◆ Your assignment ◆
Copy out each line of the data below in which "Option" appears.

◆ Data for this exercise ◆
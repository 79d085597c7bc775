//! Audio system using the Web Audio API
//!
//! Procedurally generated sound cues - no external files needed. Cues are
//! fire-and-forget: a missing or suspended AudioContext drops them silently.

use crate::sim::Cue;

#[cfg(target_arch = "wasm32")]
use web_sys::{AudioContext, GainNode, OscillatorNode, OscillatorType};

/// Audio manager for the game
#[cfg(target_arch = "wasm32")]
pub struct AudioManager {
    ctx: Option<AudioContext>,
    master_volume: f32,
    sfx_volume: f32,
    muted: bool,
}

#[cfg(target_arch = "wasm32")]
impl Default for AudioManager {
    fn default() -> Self {
        Self::new()
    }
}

#[cfg(target_arch = "wasm32")]
impl AudioManager {
    pub fn new() -> Self {
        // May fail outside a secure context; the game plays on without sound
        let ctx = AudioContext::new().ok();
        if ctx.is_none() {
            log::warn!("Failed to create AudioContext - audio disabled");
        }
        Self {
            ctx,
            master_volume: 0.8,
            sfx_volume: 1.0,
            muted: false,
        }
    }

    /// Resume audio context (required after user gesture)
    pub fn resume(&self) {
        if let Some(ctx) = &self.ctx {
            let _ = ctx.resume();
        }
    }

    /// Set master volume (0.0 - 1.0)
    pub fn set_master_volume(&mut self, vol: f32) {
        self.master_volume = vol.clamp(0.0, 1.0);
    }

    /// Set SFX volume (0.0 - 1.0)
    pub fn set_sfx_volume(&mut self, vol: f32) {
        self.sfx_volume = vol.clamp(0.0, 1.0);
    }

    /// Mute/unmute all audio
    pub fn set_muted(&mut self, muted: bool) {
        self.muted = muted;
    }

    fn effective_volume(&self) -> f32 {
        if self.muted {
            0.0
        } else {
            self.master_volume * self.sfx_volume
        }
    }

    /// Play a cue fired by the simulation
    pub fn play(&self, cue: Cue) {
        let vol = self.effective_volume();
        if vol <= 0.0 {
            return;
        }

        let Some(ctx) = &self.ctx else { return };

        // Browsers suspend the context until a user gesture
        if ctx.state() == web_sys::AudioContextState::Suspended {
            return;
        }

        match cue {
            Cue::Hit => self.play_hit(ctx, vol),
            Cue::Score => self.play_score(ctx, vol),
        }
    }

    /// Create an oscillator with gain envelope
    fn create_osc(
        &self,
        ctx: &AudioContext,
        freq: f32,
        osc_type: OscillatorType,
    ) -> Option<(OscillatorNode, GainNode)> {
        let osc = ctx.create_oscillator().ok()?;
        let gain = ctx.create_gain().ok()?;

        osc.set_type(osc_type);
        osc.frequency().set_value(freq);
        osc.connect_with_audio_node(&gain).ok()?;
        gain.connect_with_audio_node(&ctx.destination()).ok()?;

        Some((osc, gain))
    }

    /// Shared blip envelope: quick swell, fast decay
    fn apply_envelope(&self, gain: &GainNode, t: f64, vol: f32) {
        gain.gain().set_value_at_time(0.0001, t).ok();
        gain.gain()
            .exponential_ramp_to_value_at_time(vol * 0.03, t + 0.01)
            .ok();
        gain.gain()
            .exponential_ramp_to_value_at_time(0.0001, t + 0.11)
            .ok();
    }

    /// Hit - fixed-frequency square blip
    fn play_hit(&self, ctx: &AudioContext, vol: f32) {
        let Some((osc, gain)) = self.create_osc(ctx, 460.0, OscillatorType::Square) else {
            return;
        };
        let t = ctx.current_time();

        self.apply_envelope(&gain, t, vol);

        osc.start().ok();
        osc.stop_with_when(t + 0.12).ok();
    }

    /// Score - descending sine blip
    fn play_score(&self, ctx: &AudioContext, vol: f32) {
        let Some((osc, gain)) = self.create_osc(ctx, 220.0, OscillatorType::Sine) else {
            return;
        };
        let t = ctx.current_time();

        osc.frequency().set_value_at_time(220.0, t).ok();
        osc.frequency()
            .exponential_ramp_to_value_at_time(160.0, t + 0.08)
            .ok();
        self.apply_envelope(&gain, t, vol);

        osc.start().ok();
        osc.stop_with_when(t + 0.12).ok();
    }
}

/// Native stub: the simulation core runs headless with no audio backend
#[cfg(not(target_arch = "wasm32"))]
#[derive(Default)]
pub struct AudioManager;

#[cfg(not(target_arch = "wasm32"))]
impl AudioManager {
    pub fn new() -> Self {
        Self
    }

    pub fn resume(&self) {}

    pub fn set_master_volume(&mut self, _vol: f32) {}

    pub fn set_sfx_volume(&mut self, _vol: f32) {}

    pub fn set_muted(&mut self, _muted: bool) {}

    pub fn play(&self, _cue: Cue) {}
}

◆ Your solution ◆
    ctx: Option<AudioContext>,
    ) -> Option<(OscillatorNode, GainNode)> {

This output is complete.